Protected members are not as private as private members,which are accessible only to members of the class in which they are declared, but they are not as public as public members, which as accessible in any function.
-
- Base
-
Optional. Only valid in instance constructors. Calling the current constructor will also invoke the constructor in the parent class (the class the current class extends) that matches the given arguments.
-
If you specify the Base parameter, you cannot specify the This parameter.
-
If you do not specify Base or This, the default (*Dft) is to call the Base constructor (the one with no arguments)
Note – The Base constructor must exist or you will get a compiler error.
-
- This
-
Optional. Allows a constructor to call another constructor in this same class. It contains the arguments to the other constructor. If you specify this parameter, you cannot specify the Base parameter.
-
If you specify the This parameter, you cannot specify the Base parameter.
-
If you do not specify Base or This, the default (*Dft) is to call the Base constructor (the one with no arguments)
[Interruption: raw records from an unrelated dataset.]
impl ParseConfig {
    /// Create a configuration with no count or size limits.
    ///
    /// The nesting depth stays bounded, since the walker's stack grows with it.
    pub fn unlimited() -> Self {
        Self {
            read_style: ReadStyle::Average,
            max_depth: 256,
            max_elements: None,
            max_packet_size: None,
            max_seek_head_depth: 16,
        }
    }

    /// Set how much of the file is read
    pub fn with_read_style(mut self, read_style: ReadStyle) -> Self {
        self.read_style = read_style;
        self
    }

    /// Set the maximum nesting depth
    pub fn with_max_depth(mut self, depth: u32) -> Self {
        self.max_depth = depth;
        self
    }

    /// Set the maximum number of visited elements
    pub fn with_max_elements(mut self, count: u64) -> Self {
        self.max_elements = Some(count);
        self
    }

    /// Set the maximum reassembled Ogg packet size in bytes
    pub fn with_max_packet_size(mut self, bytes: u64) -> Self {
        self.max_packet_size = Some(bytes);
        self
    }

    /// Set the maximum chained SeekHead depth
    pub fn with_max_seek_head_depth(mut self, depth: u32) -> Self {
        self.max_seek_head_depth = depth;
        self
    }
}

/// Container families this crate reads.
#[derive(Debug, Clone, Copy, PartialEq, Eq, Hash)]
pub enum ContainerFormat {
    /// EBML based Matroska and WebM
    Matroska,
    /// ISO base media file format: MP4, M4A, MOV
    Mp4,
    /// Advanced Systems Format: WMA, WMV
    Asf,
    Ogg,
    /// WAV and AVI
    Riff,
}
// This Source Code Form is subject to the terms of the Mozilla Public
// License, v. 2.0. If a copy of the MPL was not distributed with this
// file, You can obtain one at https://mozilla.org/MPL/2.0/.

#![no_main]

use libfuzzer_sys::fuzz_target;
use mediaprops::{ContainerFormat, ParseConfig, ReadStyle};
use std::io::Cursor;

const FORMATS: [ContainerFormat; 5] = [
    ContainerFormat::Matroska,
    ContainerFormat::Mp4,
    ContainerFormat::Asf,
    ContainerFormat::Ogg,
    ContainerFormat::Riff,
];

fuzz_target!(|data: &[u8]| {
    let config = ParseConfig::default().with_read_style(ReadStyle::Accurate);
    let _ = mediaprops::read_properties(&mut Cursor::new(data), &config, &enough::Unstoppable);

    // Force each reader, whatever the signature says
    let Some((&selector, rest)) = data.split_first() else { return };
    let format = FORMATS[usize::from(selector) % FORMATS.len()];
    let _ = mediaprops::read_properties_as(&mut Cursor::new(rest), format, &ParseConfig::default(), &enough::Unstoppable);
});
// This Source Code Form is subject to the terms of the Mozilla Public
// License, v. 2.0. If a copy of the MPL was not distributed with this
// file, You can obtain one at https://mozilla.org/MPL/2.0/.

use std::fmt;

macro_rules! box_database {
    ($($(#[$attr:meta])* $boxenum:ident $boxtype:literal),*,) => {
        #[derive(Clone, Copy, PartialEq, Eq)]
        pub(crate) enum BoxType {
            $($(#[$attr])* $boxenum),*,
            UnknownBox(u32),
        }

        impl From<u32> for BoxType {
            fn from(t: u32) -> BoxType {
                use self::BoxType::*;
                match t {
                    $($(#[$attr])* $boxtype => $boxenum),*,
                    _ => UnknownBox(t),
                }
            }
        }

        impl From<BoxType> for u32 {
            fn from(b: BoxType) -> u32 {
                use self::BoxType::*;
                match b {
                    $($(#[$attr])* $boxenum => $boxtype),*,
                    UnknownBox(t) => t,
                }
            }
        }
    }
}

impl fmt::Debug for BoxType {
    fn fmt(&self, f: &mut fmt::Formatter<'_>) -> fmt::Result {
        let fourcc: FourCC = From::from(*self);
        fourcc.fmt(f)
    }
}

/// A four-character code, as used by ISO-BMFF box types, RIFF chunk ids,
/// handler types and sample entry formats.
#[derive(Default, PartialEq, Eq, Clone, Copy, Hash)]
pub struct FourCC {
    pub value: [u8; 4],
}

impl FourCC {
    pub const fn new(value: &[u8; 4]) -> Self {
        Self { value: *value }
    }

    pub(crate) fn to_u32(self) -> u32 {
        u32::from_be_bytes(self.value)
    }
}

impl From<u32> for FourCC {
    fn from(number: u32) -> Self {
        Self { value: number.to_be_bytes() }
    }
}

impl From<BoxType> for FourCC {
    fn from(t: BoxType) -> Self {
        let box_num: u32 = Into::into(t);
        From::from(box_num)
    }
}

impl From<[u8; 4]> for FourCC {
    fn from(value: [u8; 4]) -> Self {
        Self { value }
    }
}

impl From<FourCC> for BoxType {
    fn from(fourcc: FourCC) -> Self {
        BoxType::from(fourcc.to_u32())
    }
}

impl fmt::Debug for FourCC {
    fn fmt(&self, f: &mut fmt::Formatter<'_>) -> fmt::Result {
        match std::str::from_utf8(&self.value) {
            Ok(s) => f.write_str(s),
            Err(_) => self.value.fmt(f),
        }
    }
}

impl fmt::Display for FourCC {
    fn fmt(&self, f: &mut fmt::Formatter<'_>) -> fmt::Result {
        fmt::Debug::fmt(self, f)
    }
}

impl PartialEq<&[u8; 4]> for FourCC {
    fn eq(&self, other: &&[u8; 4]) -> bool {
        self.value.eq(*other)
    }
}

box_database!(
    FileTypeBox                       0x6674_7970, // "ftyp"
    MediaDataBox                      0x6d64_6174, // "mdat"
    FreeSpaceBox                      0x6672_6565, // "free"
    SkipBox                           0x736b_6970, // "skip"
    WideBox                           0x7769_6465, // "wide"
    MovieBox                          0x6d6f_6f76, // "moov"
    MovieHeaderBox                    0x6d76_6864, // "mvhd"
    MovieExtendsBox                   0x6d76_6578, // "mvex"
    MovieExtendsHeaderBox             0x6d65_6864, // "mehd"
    TrackBox                          0x7472_616b, // "trak"
    TrackHeaderBox                    0x746b_6864, // "tkhd"
    MediaBox                          0x6d64_6961, // "mdia"
    MediaHeaderBox                    0x6d64_6864, // "mdhd"
    HandlerBox                        0x6864_6c72, // "hdlr"
    MediaInformationBox               0x6d69_6e66, // "minf"
    SampleTableBox                    0x7374_626c, // "stbl"
    SampleDescriptionBox              0x7374_7364, // "stsd"
    SampleSizeBox                     0x7374_737a, // "stsz"
    ESDBox                            0x6573_6473, // "esds"
    ALACSpecificBox                   0x616c_6163, // "alac"
    BitRateBox                        0x6274_7274, // "btrt"
    UserDataBox                       0x7564_7461, // "udta"
    MetadataBox                       0x6d65_7461, // "meta"
    MovieFragmentBox                  0x6d6f_6f66, // "moof"
    UuidBox                           0x7575_6964, // "uuid"
);
// This Source Code Form is subject to the terms of the Mozilla Public
// License, v. 2.0. If a copy of the MPL was not distributed with this
// file, You can obtain one at https://mozilla.org/MPL/2.0/.

use crate::TryVec;
use log::warn;
use std::fmt;

/// One piece of evidence that a file is damaged.
#[derive(Debug, Clone, PartialEq, Eq)]
pub struct Corruption {
    /// Absolute byte offset of the damaged element, or of the point where
    /// reading had to stop.
    pub offset: u64,
    pub reason: std::string::String,
}

impl fmt::Display for Corruption {
    fn fmt(&self, f: &mut fmt::Formatter<'_>) -> fmt::Result {
        write!(f, "@{:#x}: {}", self.offset, self.reason)
    }
}

/// Append-only list of [`Corruption`] entries collected during one read.
///
/// Entries are kept in the order they were found. A file with an empty
/// ledger parsed cleanly.
#[derive(Debug, Default)]
pub struct CorruptionLedger {
    entries: TryVec<Corruption>,
}

impl CorruptionLedger {
    pub(crate) fn record(&mut self, offset: u64, reason: impl fmt::Display) {
        let entry = Corruption { offset, reason: reason.to_string() };
        warn!("possible corruption {entry}");
        // An entry lost to allocation failure still leaves its warning in the log.
        let _ = self.entries.push(entry);
    }

    pub fn is_empty(&self) -> bool {
        self.entries.is_empty()
    }

    pub fn len(&self) -> usize {
        self.entries.len()
    }

    pub fn iter(&self) -> std::slice::Iter<'_, Corruption> {
        self.entries().iter()
    }

    pub fn entries(&self) -> &[Corruption] {
        &self.entries
    }
}

impl<'a> IntoIterator for &'a CorruptionLedger {
    type Item = &'a Corruption;
    type IntoIter = std::slice::Iter<'a, Corruption>;

    fn into_iter(self) -> Self::IntoIter {
        self.iter()
    }
}

#[test]
fn ledger_keeps_order() {
    let mut ledger = CorruptionLedger::default();
    assert!(ledger.is_empty());
    ledger.record(40, "first");
    ledger.record(8, crate::Error::OutOfBounds("second"));
    assert_eq!(ledger.len(), 2);
    let offsets: std::vec::Vec<u64> = ledger.iter().map(|c| c.offset).collect();
    assert_eq!(offsets, [40, 8]);
    assert_eq!(ledger.entries()[1].reason, "second");
    assert_eq!(ledger.entries()[0].to_string(), "@0x28: first");
}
Note – The Base constructor must exist or you will get a compiler error.
-
- Attributes
-
Optional. Allows you to list one or more attributes on the object being defined by the command. To specify more than one attribute, simply separate them with commas.
Attributes use required, and optional arguments. The required parameters are provided in positional fashion. Positional arguments are arguments that are specified in the order they are declared for the constructor of an attribute. For example, the following code specifies the Developer attribute:
BegConstructor MyClass Attributes(Developer( John Smith , 35))
Note – You must use positional arguments for arguments that are used with the attribute s constructor. Named arguments can only be used to set the values of fields and properties of attribute classes.
Remarks
Constructors are special methods that allow control over initialization. They are run after the program begins (class constructors) or when an instance of a type is created (instance constructors). Instance constructors specify what happens when an object is created. Unlike other members, constructors are not inherited and do not introduce a name into a type's declaration space. Constructors may only be invoked by object-creation expressions or by the .NET framework; they may never be directly invoked.
Instance constructors must always invoke (implicitly or explicitly) a constructor in the parent class. If an instance constructor declaration does not provide neither Base nor This, then the call is implicit to the parameter-less constructor in the parent class.
A BEGCONSTRUCTOR routine must end with the ENDCONSTRUCTOR command.